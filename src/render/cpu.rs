use std::collections::HashSet;
use std::path::{Path, PathBuf};
use std::sync::Arc;

use vello_cpu::kurbo::Shape as _;

use crate::audio::timeline::Timeline;
use crate::foundation::color::Color;
use crate::foundation::core::{Affine, Canvas};
use crate::foundation::error::StoryreelResult;
use crate::render::blur::{blur_rgba8_premul_q16, gaussian_kernel_q16};
use crate::render::effects::CameraPose;
use crate::render::frame::FrameRGBA;
use crate::render::images::{ImagePaint, ImageStore, paint_from_pixmap, pixmap_from_premul_bytes};
use crate::render::subtitles::{GLOW_BLUR_PX, WordCue, plan_subtitles};
use crate::render::text::{ShapedText, TextLayoutEngine, resolve_font};
use crate::scene::model::{MediaType, Project, Scene, SceneId};
use crate::scene::style::SubtitleStyle;

/// Watermark width as a fraction of the canvas width.
pub const WATERMARK_WIDTH_FRACTION: f64 = 0.18;
/// Watermark opacity.
pub const WATERMARK_OPACITY: f32 = 0.85;
/// Watermark inset from the top-right corner as a fraction of the canvas width.
pub const WATERMARK_MARGIN_FRACTION: f64 = 0.03;

/// Options for [`RenderEngine::new`].
#[derive(Clone, Debug)]
pub struct RenderOpts {
    /// Font file for subtitles. When unset, an installed face for the style's family is used.
    pub font_path: Option<PathBuf>,
    /// Color behind the scene image (and of frames with no usable image).
    pub background: Color,
    /// Output size override. Defaults to the project's aspect-ratio canvas.
    pub canvas: Option<Canvas>,
}

impl Default for RenderOpts {
    fn default() -> Self {
        Self {
            font_path: None,
            background: Color::BLACK,
            canvas: None,
        }
    }
}

/// Composites one frame for a timeline position.
///
/// Scenes, timeline and style are snapshots taken at construction; [`RenderEngine::set_style`]
/// swaps the style between frames. Missing or undecodable visuals render as the background
/// color and are reported once per scene; rendering itself never fails.
pub struct RenderEngine {
    canvas: Canvas,
    scenes: Arc<[Scene]>,
    timeline: Arc<Timeline>,
    style: SubtitleStyle,
    watermark: Option<String>,
    background: Color,
    images: ImageStore,
    text: Option<TextLayoutEngine>,
    font_path: Option<PathBuf>,
    font_warned: bool,
    warned_scenes: HashSet<SceneId>,
    ctx: Option<vello_cpu::RenderContext>,
    glow_kernel: Option<Arc<Vec<u32>>>,
    blur_scratch: Vec<u8>,
}

impl RenderEngine {
    /// Build an engine for `project`, resolving visuals relative to `root`.
    pub fn new(project: &Project, root: &Path, timeline: Arc<Timeline>, opts: RenderOpts) -> Self {
        let canvas = opts
            .canvas
            .filter(|c| c.width > 0 && c.height > 0)
            .filter(|c| {
                let fits = u16::try_from(c.width).is_ok() && u16::try_from(c.height).is_ok();
                if !fits {
                    tracing::warn!(
                        width = c.width,
                        height = c.height,
                        "canvas override exceeds the raster limit, using the project canvas"
                    );
                }
                fits
            })
            .unwrap_or_else(|| project.canvas());
        Self {
            canvas,
            scenes: project.scene_snapshot(),
            timeline,
            style: project.subtitles.clone(),
            watermark: project.watermark.clone(),
            background: opts.background,
            images: ImageStore::new(root, canvas),
            text: None,
            font_path: opts.font_path,
            font_warned: false,
            warned_scenes: HashSet::new(),
            ctx: None,
            glow_kernel: None,
            blur_scratch: Vec::new(),
        }
    }

    /// Output canvas.
    pub fn canvas(&self) -> Canvas {
        self.canvas
    }

    /// Current subtitle style.
    pub fn style(&self) -> &SubtitleStyle {
        &self.style
    }

    /// Replace the subtitle style for subsequent frames.
    pub fn set_style(&mut self, style: SubtitleStyle) {
        if style.font_family != self.style.font_family && self.font_path.is_none() {
            self.text = None;
            self.font_warned = false;
        }
        self.style = style;
    }

    /// Decode every scene visual and the watermark up front, in parallel.
    #[tracing::instrument(skip(self))]
    pub fn preload(&mut self) {
        let refs: Vec<&str> = self
            .scenes
            .iter()
            .filter(|s| s.media_type == MediaType::Image)
            .filter_map(|s| s.media.as_deref())
            .chain(self.watermark.as_deref())
            .collect();
        self.images.preload(refs);
    }

    /// Render the frame at timeline `position`.
    ///
    /// `anim_secs` is the wall/audio clock driving subtitle oscillations.
    pub fn render_frame(&mut self, position: f64, anim_secs: f64) -> FrameRGBA {
        let (w, h) = (
            u16::try_from(self.canvas.width).unwrap_or(u16::MAX),
            u16::try_from(self.canvas.height).unwrap_or(u16::MAX),
        );
        let mut ctx = match self.ctx.take() {
            Some(ctx) if ctx.width() == w && ctx.height() == h => ctx,
            _ => vello_cpu::RenderContext::new(w, h),
        };
        ctx.reset();
        ctx.set_paint_transform(vello_cpu::kurbo::Affine::IDENTITY);

        ctx.set_transform(vello_cpu::kurbo::Affine::IDENTITY);
        ctx.set_paint(self.background.to_cpu());
        ctx.fill_rect(&self.canvas_rect());

        let scenes = Arc::clone(&self.scenes);
        let timeline = Arc::clone(&self.timeline);
        if let Some(cursor) = timeline.resolve(position)
            && let Some(scene) = scenes.get(cursor.index)
        {
            self.draw_scene_image(&mut ctx, scene, cursor.progress);
            let duration = timeline.segments()[cursor.index].duration;
            self.draw_subtitles(&mut ctx, scene, cursor.elapsed, duration, anim_secs);
        }
        self.draw_watermark(&mut ctx);

        let mut pixmap = vello_cpu::Pixmap::new(w, h);
        ctx.flush();
        ctx.render_to_pixmap(&mut pixmap);
        self.ctx = Some(ctx);

        FrameRGBA {
            width: self.canvas.width,
            height: self.canvas.height,
            data: pixmap.data_as_u8_slice().to_vec(),
            premultiplied: true,
        }
    }

    fn canvas_rect(&self) -> vello_cpu::kurbo::Rect {
        vello_cpu::kurbo::Rect::new(
            0.0,
            0.0,
            f64::from(self.canvas.width),
            f64::from(self.canvas.height),
        )
    }

    fn warn_scene_once(&mut self, scene: &Scene, reason: &str) {
        if self.warned_scenes.insert(scene.id.clone()) {
            tracing::warn!(scene = %scene.id, reason, "scene visual unavailable; rendering background");
        }
    }

    fn draw_scene_image(&mut self, ctx: &mut vello_cpu::RenderContext, scene: &Scene, progress: f64) {
        let Some(media) = scene.media.as_deref() else {
            return;
        };
        if scene.media_type == MediaType::Video {
            self.warn_scene_once(scene, "video media is not composited");
            return;
        }
        let paint = match self.images.get(media) {
            Ok(p) => p,
            Err(e) => {
                self.warn_scene_once(scene, &e);
                return;
            }
        };
        let pose = CameraPose::at(scene.effective_effect(), progress);
        let tr = pose.image_transform(self.canvas, paint.w, paint.h);
        fill_image(ctx, &paint, tr, 1.0);
    }

    fn draw_watermark(&mut self, ctx: &mut vello_cpu::RenderContext) {
        let Some(reference) = self.watermark.clone() else {
            return;
        };
        let paint = match self.images.get(&reference) {
            Ok(p) => p,
            Err(e) => {
                if self.warned_scenes.insert(SceneId(format!("watermark:{reference}"))) {
                    tracing::warn!(reason = %e, "watermark unavailable");
                }
                return;
            }
        };
        let cw = f64::from(self.canvas.width);
        let target_w = cw * WATERMARK_WIDTH_FRACTION;
        let s = target_w / f64::from(paint.w.max(1));
        let margin = cw * WATERMARK_MARGIN_FRACTION;
        let tr = Affine::translate((cw - target_w - margin, margin)) * Affine::scale(s);
        fill_image(ctx, &paint, tr, WATERMARK_OPACITY);
    }

    fn ensure_text(&mut self) -> bool {
        if self.text.is_some() {
            return true;
        }
        if self.font_warned {
            return false;
        }
        match resolve_font(&self.style.font_family, self.font_path.as_deref())
            .and_then(TextLayoutEngine::new)
        {
            Ok(engine) => {
                tracing::debug!(family = engine.family_name(), "subtitle font loaded");
                self.text = Some(engine);
                true
            }
            Err(e) => {
                self.font_warned = true;
                tracing::warn!(error = %e, "no subtitle font; subtitles disabled");
                false
            }
        }
    }

    fn draw_subtitles(
        &mut self,
        ctx: &mut vello_cpu::RenderContext,
        scene: &Scene,
        elapsed: f64,
        duration: f64,
        anim_secs: f64,
    ) {
        let style = self.style.clone();
        let Some(plan) = plan_subtitles(&scene.script, elapsed, duration, &style, anim_secs) else {
            return;
        };
        if !self.ensure_text() {
            return;
        }
        let shaped = match self.shape_chunk(&plan.words, style.font_px()) {
            Ok(s) => s,
            Err(e) => {
                tracing::warn!(scene = %scene.id, error = %e, "subtitle shaping failed");
                return;
            }
        };
        let Some(text) = self.text.as_ref() else {
            return;
        };
        let font = text.font().clone();

        let total: f64 = shaped.iter().map(|(_, slot)| *slot).sum();
        let y = f64::from(self.canvas.height) * style.vertical_fraction();
        let mut cur_x = f64::from(self.canvas.width) / 2.0 - total / 2.0;

        if style.background_opacity > 0.0
            && let Some((first, _)) = shaped.first()
        {
            let pad = f64::from(style.font_px()) * 0.25;
            let half_h = f64::from(first.ascent + first.descent) / 2.0;
            let rect = vello_cpu::kurbo::RoundedRect::new(
                cur_x - pad,
                y - half_h - pad,
                cur_x + total + pad,
                y + half_h + pad,
                f64::from(style.font_px()) * 0.2,
            );
            ctx.set_transform(vello_cpu::kurbo::Affine::IDENTITY);
            ctx.set_paint(
                style
                    .background_color
                    .with_opacity(style.background_opacity)
                    .to_cpu(),
            );
            ctx.fill_path(&rect.to_path(0.1));
        }

        for (cue, (word, slot)) in plan.words.iter().zip(&shaped) {
            let center_x = cur_x + slot / 2.0;
            cur_x += slot;
            if cue.opacity <= 0.0 {
                continue;
            }
            let word_tr = Affine::translate((center_x, y + cue.dy))
                * Affine::scale(cue.scale)
                * Affine::translate((-f64::from(word.advance) / 2.0, word.middle_baseline(0.0)));

            if cue.glow
                && let Some((glow, pad)) = self.glow_paint(&font, word, cue.color)
            {
                let tr = word_tr * Affine::translate((-pad, -pad - f64::from(word.ascent)));
                fill_image(ctx, &glow, tr, cue.opacity);
            }

            if cue.opacity < 1.0 {
                ctx.push_opacity_layer(cue.opacity);
            }
            ctx.set_transform(affine_to_cpu(word_tr));
            if style.stroke_width > 0.0 {
                ctx.set_stroke(
                    vello_cpu::kurbo::Stroke::new(f64::from(style.stroke_width))
                        .with_join(vello_cpu::kurbo::Join::Round),
                );
                ctx.set_paint(style.outline_color.to_cpu());
                ctx.glyph_run(&font)
                    .font_size(word.size_px)
                    .stroke_glyphs(word.glyphs.iter().cloned());
            }
            ctx.set_paint(cue.color.to_cpu());
            ctx.glyph_run(&font)
                .font_size(word.size_px)
                .fill_glyphs(word.glyphs.iter().cloned());
            if cue.opacity < 1.0 {
                ctx.pop_layer();
            }
        }
    }

    /// Shape each cue word and return it with its slot width (word plus one space).
    fn shape_chunk(
        &mut self,
        cues: &[WordCue<'_>],
        size_px: f32,
    ) -> StoryreelResult<Vec<(ShapedText, f64)>> {
        let Some(text) = self.text.as_mut() else {
            return Ok(Vec::new());
        };
        let space = text.shape(" ", size_px)?.advance;
        cues.iter()
            .map(|c| {
                let word = text.shape(c.text, size_px)?;
                let slot = f64::from(word.advance + space);
                Ok((word, slot))
            })
            .collect()
    }

    /// Blurred halo of `word` in `color`, plus the padding around the glyph box.
    fn glow_paint(
        &mut self,
        font: &vello_cpu::peniko::FontData,
        word: &ShapedText,
        color: Color,
    ) -> Option<(ImagePaint, f64)> {
        let sigma = GLOW_BLUR_PX / 2.0;
        let radius = (sigma * 3.0).ceil() as u32;
        let kernel = match &self.glow_kernel {
            Some(k) => Arc::clone(k),
            None => {
                let k = Arc::new(gaussian_kernel_q16(radius, sigma).ok()?);
                self.glow_kernel = Some(Arc::clone(&k));
                k
            }
        };

        let pad = f64::from(radius);
        let w = (f64::from(word.advance) + 2.0 * pad).ceil();
        let h = (f64::from(word.ascent + word.descent) + 2.0 * pad).ceil();
        let (w, h) = (u16::try_from(w as u32).ok()?, u16::try_from(h as u32).ok()?);

        let mut glow_ctx = vello_cpu::RenderContext::new(w, h);
        glow_ctx.set_transform(vello_cpu::kurbo::Affine::translate((
            pad,
            pad + f64::from(word.ascent),
        )));
        glow_ctx.set_paint(color.to_cpu());
        glow_ctx
            .glyph_run(font)
            .font_size(word.size_px)
            .fill_glyphs(word.glyphs.iter().cloned());
        let mut pixmap = vello_cpu::Pixmap::new(w, h);
        glow_ctx.flush();
        glow_ctx.render_to_pixmap(&mut pixmap);

        let mut bytes = pixmap.data_as_u8_slice().to_vec();
        blur_rgba8_premul_q16(
            &mut bytes,
            &mut self.blur_scratch,
            u32::from(w),
            u32::from(h),
            &kernel,
        );
        let pixmap = pixmap_from_premul_bytes(&bytes, u32::from(w), u32::from(h)).ok()?;
        Some((paint_from_pixmap(pixmap), pad))
    }
}

fn fill_image(ctx: &mut vello_cpu::RenderContext, paint: &ImagePaint, tr: Affine, opacity: f32) {
    ctx.set_transform(affine_to_cpu(tr));
    ctx.set_paint(paint.paint.clone());
    if opacity < 1.0 {
        ctx.push_opacity_layer(opacity);
    }
    ctx.fill_rect(&vello_cpu::kurbo::Rect::new(
        0.0,
        0.0,
        f64::from(paint.w),
        f64::from(paint.h),
    ));
    if opacity < 1.0 {
        ctx.pop_layer();
    }
}

fn affine_to_cpu(a: Affine) -> vello_cpu::kurbo::Affine {
    vello_cpu::kurbo::Affine::new(a.as_coeffs())
}

#[cfg(test)]
#[path = "../../tests/unit/render/cpu.rs"]
mod tests;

• • •

EXERCISE PROMPT: Copy out word for word each line of the listing, from the very first line down to the line containing "pub const WATERMARK_WIDTH_FRACTION: f64", and stop after that line.

EXERCISE RESPONSE:
filename src/render/cpu.rs
use std::collections::HashSet;
use std::path::{Path, PathBuf};
use std::sync::Arc;

use vello_cpu::kurbo::Shape as _;

use crate::audio::timeline::Timeline;
use crate::foundation::color::Color;
use crate::foundation::core::{Affine, Canvas};
use crate::foundation::error::StoryreelResult;
use crate::render::blur::{blur_rgba8_premul_q16, gaussian_kernel_q16};
use crate::render::effects::CameraPose;
use crate::render::frame::FrameRGBA;
use crate::render::images::{ImagePaint, ImageStore, paint_from_pixmap, pixmap_from_premul_bytes};
use crate::render::subtitles::{GLOW_BLUR_PX, WordCue, plan_subtitles};
use crate::render::text::{ShapedText, TextLayoutEngine, resolve_font};
use crate::scene::model::{MediaType, Project, Scene, SceneId};
use crate::scene::style::SubtitleStyle;

/// Watermark width as a fraction of the canvas width.
pub const WATERMARK_WIDTH_FRACTION: f64 = 0.18;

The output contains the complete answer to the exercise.